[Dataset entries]
·····
use clap::Parser;

#[tokio::main]
async fn main() -> color_eyre::Result<()> {
	color_eyre::install()?;
	let args = ezra_api::Args::parse();
	ezra_api::run(args).await
}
·····
Final part of the records: return the line that contains "async fn main()" and every line after it, exactly, with no other lines added.

async fn main() -> color_eyre::Result<()> {
	color_eyre::install()?;
	let args = ezra_api::Args::parse();
	ezra_api::run(args).await
}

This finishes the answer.